● **PROBLEM TO WORK ON**: Filter these entries, keeping only lines that hold the word "const".
Start of RECORDS FOR THE EXERCISE
//! Machine word-size models.
//!
//! The front end decides which data model the analyzed program targets; the
//! consistency checker uses the model to validate that integer and character
//! literals embedded in edge payloads actually fit their declared types.

use crate::cfa::ast::IntKind;

/// The machine word-size model of the analyzed program.
///
/// Determines the byte width, and thus the value range, of every integer
/// kind. The model travels with the automaton from the front end through
/// sealing, so downstream analyses agree on arithmetic semantics.
#[derive(Debug, Clone, Copy, PartialEq, Eq, Hash)]
pub enum MachineModel {
    /// 32-bit model: `int` and `long` are 4 bytes.
    Ilp32,
    /// 64-bit model: `int` is 4 bytes, `long` is 8 bytes.
    Lp64,
}

impl MachineModel {
    /// Returns the size in bytes of the given integer kind.
    #[must_use]
    pub const fn size_of(self, kind: IntKind) -> u32 {
        match kind {
            IntKind::Char => 1,
            IntKind::Short => 2,
            IntKind::Int => 4,
            IntKind::Long => match self {
                MachineModel::Ilp32 => 4,
                MachineModel::Lp64 => 8,
            },
            IntKind::LongLong => 8,
        }
    }

    /// Returns the inclusive value range of an integer kind under this model.
    #[must_use]
    pub const fn int_range(self, kind: IntKind, signed: bool) -> (i128, i128) {
        let bits = (self.size_of(kind) * 8) as u32;
        if signed {
            let max = (1i128 << (bits - 1)) - 1;
            (-max - 1, max)
        } else {
            (0, (1i128 << bits) - 1)
        }
    }

    /// Returns `true` if `value` fits the given integer kind under this model.
    #[must_use]
    pub const fn value_fits(self, kind: IntKind, signed: bool, value: i128) -> bool {
        let (min, max) = self.int_range(kind, signed);
        min <= value && value <= max
    }

    /// Returns `true` if `value` is a valid (signed) character literal.
    ///
    /// `char` is 8 bits and signed in both models.
    #[must_use]
    pub const fn char_fits(self, value: i64) -> bool {
        -128 <= value && value <= 127
    }
}

#[cfg(test)]
mod tests {
    use super::*;

    #[test]
    fn test_long_width_depends_on_model() {
        assert_eq!(MachineModel::Ilp32.size_of(IntKind::Long), 4);
        assert_eq!(MachineModel::Lp64.size_of(IntKind::Long), 8);
    }

    #[test]
    fn test_int_range_signed() {
        let (min, max) = MachineModel::Lp64.int_range(IntKind::Int, true);
        assert_eq!(min, i128::from(i32::MIN));
        assert_eq!(max, i128::from(i32::MAX));
    }

    #[test]
    fn test_int_range_unsigned() {
        let (min, max) = MachineModel::Lp64.int_range(IntKind::Char, false);
        assert_eq!(min, 0);
        assert_eq!(max, 255);
    }

    #[test]
    fn test_value_fits() {
        let m = MachineModel::Ilp32;
        assert!(m.value_fits(IntKind::Long, true, i128::from(i32::MAX)));
        assert!(!m.value_fits(IntKind::Long, true, i128::from(i32::MAX) + 1));
        assert!(MachineModel::Lp64.value_fits(IntKind::Long, true, i128::from(i32::MAX) + 1));
    }

    #[test]
    fn test_char_fits() {
        assert!(MachineModel::Lp64.char_fits(-128));
        assert!(MachineModel::Lp64.char_fits(127));
        assert!(!MachineModel::Lp64.char_fits(200));
    }
}
//! Graph traversal algorithms.
//!
//! Depth-first and breadth-first traversals plus the two postorders, over any
//! graph implementing [`Successors`]. These are the building blocks of the
//! reverse-postorder numbering done at seal time, the checker's sweeps, and
//! the transformer's chunk growth.
//!
//! The [`dfs`] and [`bfs`] functions return iterators for lazy evaluation;
//! [`postorder`] and [`reverse_postorder`] return collected vectors since the
//! order requires full traversal anyway.

use std::collections::VecDeque;

use crate::utils::graph::{NodeId, Successors};

/// Depth-first search iterator over graph nodes.
///
/// Performs an iterative (non-recursive) depth-first traversal starting from
/// a given node, visiting each reachable node exactly once in pre-order.
pub struct DfsIterator<'g, G: Successors> {
    graph: &'g G,
    stack: Vec<NodeId>,
    visited: Vec<bool>,
}

impl<'g, G: Successors> DfsIterator<'g, G> {
    fn new(graph: &'g G, start: NodeId) -> Self {
        let bound = graph.node_bound();
        if start.index() >= bound {
            return DfsIterator {
                graph,
                stack: Vec::new(),
                visited: Vec::new(),
            };
        }

        let mut visited = vec![false; bound];
        visited[start.index()] = true;

        DfsIterator {
            graph,
            stack: vec![start],
            visited,
        }
    }
}

impl<G: Successors> Iterator for DfsIterator<'_, G> {
    type Item = NodeId;

    fn next(&mut self) -> Option<Self::Item> {
        let node = self.stack.pop()?;

        // Push unvisited successors in reverse so they pop in original order
        let successors: Vec<NodeId> = self.graph.successors(node).collect();
        for &succ in successors.iter().rev() {
            if !self.visited[succ.index()] {
                self.visited[succ.index()] = true;
                self.stack.push(succ);
            }
        }

        Some(node)
    }
}

/// Returns a depth-first search iterator starting from the given node.
///
/// Nodes not reachable from the start are not visited; a start node outside
/// the graph yields an empty iterator.
///
/// # Complexity
///
/// - Time: O(V + E)
/// - Space: O(V) for the visited set and stack
pub fn dfs<G: Successors>(graph: &G, start: NodeId) -> DfsIterator<'_, G> {
    DfsIterator::new(graph, start)
}

/// Breadth-first search iterator over graph nodes.
///
/// Visits each reachable node exactly once, exploring all nodes at distance d
/// before any node at distance d+1.
pub struct BfsIterator<'g, G: Successors> {
    graph: &'g G,
    queue: VecDeque<NodeId>,
    visited: Vec<bool>,
}

impl<'g, G: Successors> BfsIterator<'g, G> {
    fn new(graph: &'g G, start: NodeId) -> Self {
        let bound = graph.node_bound();
        if start.index() >= bound {
            return BfsIterator {
                graph,
                queue: VecDeque::new(),
                visited: Vec::new(),
            };
        }

        let mut visited = vec![false; bound];
        visited[start.index()] = true;

        let mut queue = VecDeque::new();
        queue.push_back(start);

        BfsIterator {
            graph,
            queue,
            visited,
        }
    }
}

impl<G: Successors> Iterator for BfsIterator<'_, G> {
    type Item = NodeId;

    fn next(&mut self) -> Option<Self::Item> {
        let node = self.queue.pop_front()?;

        for succ in self.graph.successors(node) {
            if !self.visited[succ.index()] {
                self.visited[succ.index()] = true;
                self.queue.push_back(succ);
            }
        }

        Some(node)
    }
}

/// Returns a breadth-first search iterator starting from the given node.
///
/// # Complexity
///
/// - Time: O(V + E)
/// - Space: O(V) for the visited set and queue
pub fn bfs<G: Successors>(graph: &G, start: NodeId) -> BfsIterator<'_, G> {
    BfsIterator::new(graph, start)
}

/// Computes the postorder traversal of nodes reachable from the start.
///
/// In postorder a node appears after all its descendants. Implemented
/// iteratively with an explicit stack to stay safe on deep graphs.
#[must_use]
pub fn postorder<G: Successors>(graph: &G, start: NodeId) -> Vec<NodeId> {
    let bound = graph.node_bound();
    if start.index() >= bound {
        return Vec::new();
    }

    let mut visited = vec![false; bound];
    let mut order = Vec::new();
    // (node, child iterator position) pairs
    let mut stack: Vec<(NodeId, Vec<NodeId>, usize)> = Vec::new();

    visited[start.index()] = true;
    stack.push((start, graph.successors(start).collect(), 0));

    while let Some((node, children, pos)) = stack.pop() {
        if pos < children.len() {
            let child = children[pos];
            stack.push((node, children, pos + 1));
            if !visited[child.index()] {
                visited[child.index()] = true;
                stack.push((child, graph.successors(child).collect(), 0));
            }
        } else {
            order.push(node);
        }
    }

    order
}

/// Computes the reverse postorder of nodes reachable from the start.
///
/// In reverse postorder, predecessors come before successors in acyclic
/// regions, which makes it the natural numbering for forward analyses and the
/// per-function node ids assigned at seal time.
#[must_use]
pub fn reverse_postorder<G: Successors>(graph: &G, start: NodeId) -> Vec<NodeId> {
    let mut order = postorder(graph, start);
    order.reverse();
    order
}

#[cfg(test)]
mod tests {
    use super::*;
    use crate::utils::graph::GraphBase;

    /// Tiny adjacency-list graph for exercising the algorithms.
    struct TestGraph {
        succ: Vec<Vec<usize>>,
    }

    impl GraphBase for TestGraph {
        fn node_count(&self) -> usize {
            self.succ.len()
        }

        fn node_bound(&self) -> usize {
            self.succ.len()
        }

        fn node_ids(&self) -> impl Iterator<Item = NodeId> {
            (0..self.succ.len()).map(NodeId::new)
        }
    }

    impl Successors for TestGraph {
        fn successors(&self, node: NodeId) -> impl Iterator<Item = NodeId> {
            self.succ
                .get(node.index())
                .into_iter()
                .flatten()
                .map(|&i| NodeId::new(i))
        }
    }

    fn diamond() -> TestGraph {
        // 0 -> 1, 0 -> 2, 1 -> 3, 2 -> 3
        TestGraph {
            succ: vec![vec![1, 2], vec![3], vec![3], vec![]],
        }
    }

    #[test]
    fn test_dfs_visits_reachable_once() {
        let g = diamond();
        let order: Vec<NodeId> = dfs(&g, NodeId::new(0)).collect();
        assert_eq!(order.len(), 4);
        assert_eq!(order[0], NodeId::new(0));
    }

    #[test]
    fn test_dfs_foreign_start_is_empty() {
        let g = diamond();
        let order: Vec<NodeId> = dfs(&g, NodeId::new(99)).collect();
        assert!(order.is_empty());
    }

    #[test]
    fn test_bfs_by_distance() {
        let g = diamond();
        let order: Vec<NodeId> = bfs(&g, NodeId::new(0)).collect();
        assert_eq!(order[0], NodeId::new(0));
        assert_eq!(order[3], NodeId::new(3));
    }

    #[test]
    fn test_postorder_parents_last() {
        let g = diamond();
        let order = postorder(&g, NodeId::new(0));
        assert_eq!(order.len(), 4);
        assert_eq!(order[3], NodeId::new(0)); // root last
        assert_eq!(order[0], NodeId::new(3)); // join first
    }

    #[test]
    fn test_reverse_postorder_entry_first() {
        let g = diamond();
        let order = reverse_postorder(&g, NodeId::new(0));
        assert_eq!(order[0], NodeId::new(0));
        assert_eq!(order[3], NodeId::new(3));
    }

    #[test]
    fn test_traversal_with_cycle_terminates() {
        // 0 -> 1 -> 2 -> 0
        let g = TestGraph {
            succ: vec![vec![1], vec![2], vec![0]],
        };
        let order: Vec<NodeId> = dfs(&g, NodeId::new(0)).collect();
        assert_eq!(order.len(), 3);

        let rpo = reverse_postorder(&g, NodeId::new(0));
        assert_eq!(rpo[0], NodeId::new(0));
    }
}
End of RECORDS FOR THE EXERCISE
● **WRITTEN REPLY**:
    pub const fn size_of(self, kind: IntKind) -> u32 {
    pub const fn int_range(self, kind: IntKind, signed: bool) -> (i128, i128) {
    pub const fn value_fits(self, kind: IntKind, signed: bool, value: i128) -> bool {
    pub const fn char_fits(self, value: i64) -> bool {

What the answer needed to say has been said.